一、初步了解
1.1 Elasticsearch SQL是什么?
2018年6月,Elasticsearch 6.3 版本 X-Pack插件中引入新的SQL查询功能,虽然一直到现在,有经验的专业人员仍然更加喜欢使用Elasticsearch DSL 来进行搜索,但是毫无疑问,Elasticsearch SQL 的查询语法对于新用户更加友好,毕竟大部分程序员并不想从头学习一门新的语言。下面是两条等价的查询语句:
# Elasticsearch SQL 查询语句
POST /_sql?format=txt
{
"query": "SELECT AVG(DistanceKilometers) AS AvgDistance, OriginCountry FROM kibana_sample_data_flights WHERE DestWeather='Sunny' AND AvgTicketPrice>=300 GROUP BY OriginCountry ORDER BY OriginCountry ASC LIMIT 5"
}
# Elasticsearch DSL 查询语句
GET kibana_sample_data_flights/_search
{
"size" : 0,
"query" : {
"bool" : {
"must": [
{
"term" : {
"DestWeather" : {
"value" : "Sunny"
}
}
},
{
"range" : {
"AvgTicketPrice" : {
"gte": 300
}
}
}
]
}
},
"aggregations" : {
"groupby" : {
"composite" : {
"size": 5,
"sources" : [
{
"a1" : {
"terms" : {
"field" : "OriginCountry",
"order" : "asc"
}
}
}
]
},
"aggregations" : {
"a2" : {
"avg" : {
"field" : "DistanceKilometers"
}
}
}
}
}
}
1.2 Elasticsearch SQL不是什么?
Elasticsearch SQL提供了一个符合ANSI SQL规范的只读接口,即通过Elasticsearch SQL, 我们只能进行搜索,无法实现创建、更新、删除Elasticsearch的索引或者索引中的文档。

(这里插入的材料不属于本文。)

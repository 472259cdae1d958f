//! Date-or-datetime representation for event boundaries.
//!
//! The wire format distinguishes all-day events (`{"date": ...}`) from timed
//! events (`{"dateTime": ..., "timeZone": ...}`). `EventTime` carries that
//! distinction as a tagged union so a mixed start/end pair is only
//! representable at the untyped input boundary, never after construction.

use chrono::{DateTime, Duration, LocalResult, NaiveDate, NaiveDateTime, TimeZone, Utc};
use chrono_tz::Tz;
use std::fmt;

use crate::error::{EventError, EventResult};

/// Start or end of an event: an all-day date or a timezone-aware instant.
/// The wire mapping lives in the serializer; there is no serde derive here
/// because the wire shape is a tagged object, not the enum's natural form.
#[derive(Debug, Clone, PartialEq)]
pub enum EventTime {
    Date(NaiveDate),
    Zoned(DateTime<Tz>),
}

impl EventTime {
    pub fn is_date(&self) -> bool {
        matches!(self, EventTime::Date(_))
    }

    /// Project to a UTC instant for comparison purposes only.
    /// All-day dates become local midnight in `tz`; returns `None` when
    /// midnight does not exist in that zone (spring-forward gap).
    pub(crate) fn to_instant(&self, tz: Tz) -> Option<DateTime<Utc>> {
        match self {
            EventTime::Date(d) => {
                let midnight = d.and_hms_opt(0, 0, 0).unwrap();
                localize(midnight, tz).ok().map(|dt| dt.with_timezone(&Utc))
            }
            EventTime::Zoned(dt) => Some(dt.with_timezone(&Utc)),
        }
    }
}

impl fmt::Display for EventTime {
    fn fmt(&self, f: &mut fmt::Formatter) -> fmt::Result {
        match self {
            EventTime::Date(d) => write!(f, "{}", d.format("%Y-%m-%d")),
            EventTime::Zoned(dt) => write!(f, "{}", dt.to_rfc3339()),
        }
    }
}

/// Untyped date-like input accepted at the construction boundary.
///
/// Naive datetimes are attached to the event's timezone during normalization;
/// aware datetimes are kept as given.
#[derive(Debug, Clone)]
pub enum TimeInput {
    Date(NaiveDate),
    Naive(NaiveDateTime),
    Zoned(DateTime<Tz>),
}

impl TimeInput {
    /// Ergonomic date-literal form, e.g. `TimeInput::ymd(2024, 3, 1)`.
    pub fn ymd(year: i32, month: u32, day: u32) -> EventResult<Self> {
        NaiveDate::from_ymd_opt(year, month, day)
            .map(TimeInput::Date)
            .ok_or_else(|| {
                EventError::InvalidDateTime(format!("{year:04}-{month:02}-{day:02} is not a valid date"))
            })
    }
}

impl From<NaiveDate> for TimeInput {
    fn from(d: NaiveDate) -> Self {
        TimeInput::Date(d)
    }
}

impl From<NaiveDateTime> for TimeInput {
    fn from(dt: NaiveDateTime) -> Self {
        TimeInput::Naive(dt)
    }
}

impl From<DateTime<Tz>> for TimeInput {
    fn from(dt: DateTime<Tz>) -> Self {
        TimeInput::Zoned(dt)
    }
}

impl From<DateTime<Utc>> for TimeInput {
    fn from(dt: DateTime<Utc>) -> Self {
        TimeInput::Zoned(dt.with_timezone(&Tz::UTC))
    }
}

/// Resolve raw start/end inputs into a validated pair.
///
/// - date-only start without an end becomes a 1-day event
/// - time-bearing start without an end becomes a 1-hour event
/// - mixing a date with a datetime fails with `TimeKindMismatch`
pub fn normalize_span(
    start: TimeInput,
    end: Option<TimeInput>,
    tz: Tz,
) -> EventResult<(EventTime, EventTime)> {
    let start = resolve(start, tz)?;

    let end = match end {
        Some(end) => resolve(end, tz)?,
        None => match &start {
            EventTime::Date(d) => EventTime::Date(*d + Duration::days(1)),
            EventTime::Zoned(dt) => EventTime::Zoned(*dt + Duration::hours(1)),
        },
    };

    if start.is_date() != end.is_date() {
        return Err(EventError::TimeKindMismatch);
    }

    Ok((start, end))
}

fn resolve(input: TimeInput, tz: Tz) -> EventResult<EventTime> {
    match input {
        TimeInput::Date(d) => Ok(EventTime::Date(d)),
        TimeInput::Naive(dt) => Ok(EventTime::Zoned(localize(dt, tz)?)),
        TimeInput::Zoned(dt) => Ok(EventTime::Zoned(dt)),
    }
}

/// Attach a naive local time to a timezone. Ambiguous times (fall-back hour)
/// resolve to the earlier offset; nonexistent times (spring-forward gap) fail.
pub(crate) fn localize(naive: NaiveDateTime, tz: Tz) -> EventResult<DateTime<Tz>> {
    match tz.from_local_datetime(&naive) {
        LocalResult::Single(dt) => Ok(dt),
        LocalResult::Ambiguous(earlier, _) => Ok(earlier),
        LocalResult::None => Err(EventError::InvalidDateTime(format!(
            "{naive} does not exist in timezone {tz}"
        ))),
    }
}

/// Host timezone, falling back to UTC when it cannot be determined.
pub fn local_timezone() -> Tz {
    iana_time_zone::get_timezone()
        .ok()
        .and_then(|name| name.parse().ok())
        .unwrap_or(Tz::UTC)
}

#[cfg(test)]
mod tests {
    use super::*;
    use chrono::{NaiveDate, Offset};

    fn date(y: i32, m: u32, d: u32) -> NaiveDate {
        NaiveDate::from_ymd_opt(y, m, d).unwrap()
    }

    #[test]
    fn date_start_without_end_becomes_one_day_event() {
        let (start, end) =
            normalize_span(date(2024, 1, 1).into(), None, Tz::UTC).unwrap();

        assert_eq!(start, EventTime::Date(date(2024, 1, 1)));
        assert_eq!(end, EventTime::Date(date(2024, 1, 2)));
    }

    #[test]
    fn datetime_start_without_end_becomes_one_hour_event() {
        let start_input = date(2024, 1, 1).and_hms_opt(10, 0, 0).unwrap();
        let tz: Tz = "Europe/Zurich".parse().unwrap();

        let (start, end) = normalize_span(start_input.into(), None, tz).unwrap();

        let expected_start = tz
            .with_ymd_and_hms(2024, 1, 1, 10, 0, 0)
            .unwrap();
        assert_eq!(start, EventTime::Zoned(expected_start));
        assert_eq!(end, EventTime::Zoned(expected_start + Duration::hours(1)));
    }

    #[test]
    fn mixed_date_and_datetime_fails() {
        let start = TimeInput::Date(date(2024, 1, 1));
        let end = TimeInput::Naive(date(2024, 1, 1).and_hms_opt(12, 0, 0).unwrap());

        let err = normalize_span(start, Some(end), Tz::UTC).unwrap_err();
        assert!(matches!(err, EventError::TimeKindMismatch));
    }

    #[test]
    fn aware_datetime_keeps_its_zone() {
        let paris: Tz = "Europe/Paris".parse().unwrap();
        let start = paris.with_ymd_and_hms(2024, 6, 1, 9, 0, 0).unwrap();

        // Normalized under UTC, but the aware input must not be re-localized.
        let (normalized, _) = normalize_span(start.into(), None, Tz::UTC).unwrap();
        assert_eq!(normalized, EventTime::Zoned(start));
    }

    #[test]
    fn ambiguous_local_time_resolves_to_earlier_offset() {
        // 2024-10-27 02:30 happens twice in Berlin (end of DST).
        let berlin: Tz = "Europe/Berlin".parse().unwrap();
        let naive = date(2024, 10, 27).and_hms_opt(2, 30, 0).unwrap();

        let resolved = localize(naive, berlin).unwrap();
        assert_eq!(resolved.offset().fix().local_minus_utc(), 2 * 3600);
    }

    #[test]
    fn nonexistent_local_time_fails() {
        // 2024-03-31 02:30 is skipped in Berlin (start of DST).
        let berlin: Tz = "Europe/Berlin".parse().unwrap();
        let naive = date(2024, 3, 31).and_hms_opt(2, 30, 0).unwrap();

        let err = localize(naive, berlin).unwrap_err();
        assert!(matches!(err, EventError::InvalidDateTime(_)));
    }

    #[test]
    fn ymd_literal_rejects_invalid_dates() {
        assert!(TimeInput::ymd(2024, 2, 29).is_ok());
        assert!(TimeInput::ymd(2023, 2, 29).is_err());
    }

    #[test]
    fn date_projects_to_local_midnight_for_ordering() {
        let zurich: Tz = "Europe/Zurich".parse().unwrap();
        let all_day = EventTime::Date(date(2024, 1, 1));
        let timed = EventTime::Zoned(zurich.with_ymd_and_hms(2024, 1, 1, 10, 0, 0).unwrap());

        let midnight = all_day.to_instant(zurich).unwrap();
        let ten = timed.to_instant(zurich).unwrap();
        assert!(midnight < ten);
    }
}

Elasticsearch SQL 的查询功能,相比较于其他关系型数据库的SQL查询,也有许多独特之处,例如: Elasticsearch SQL 不支持 join 查询语法,但却实现了更多的聚合分析函数。更多不同之处,下文将会详细介绍。
1.3 环境说明
本文测试环境为 Elasticsearch Cloud 免费试用的Elasticsearch集群,其中Elasticsearch 和 Kibana 版本是7.14.0,文中查询的索引test_logs即是Kibana示例索引kibana_sample_data_logs。
二、基本使用
2.1 概念对应
因为Elasticsearch SQL在设计之初就遵循着最小惊讶原则(principle of least surprise),所以我们可以在Elasticsearch SQL中查找到许多熟悉的SQL概念。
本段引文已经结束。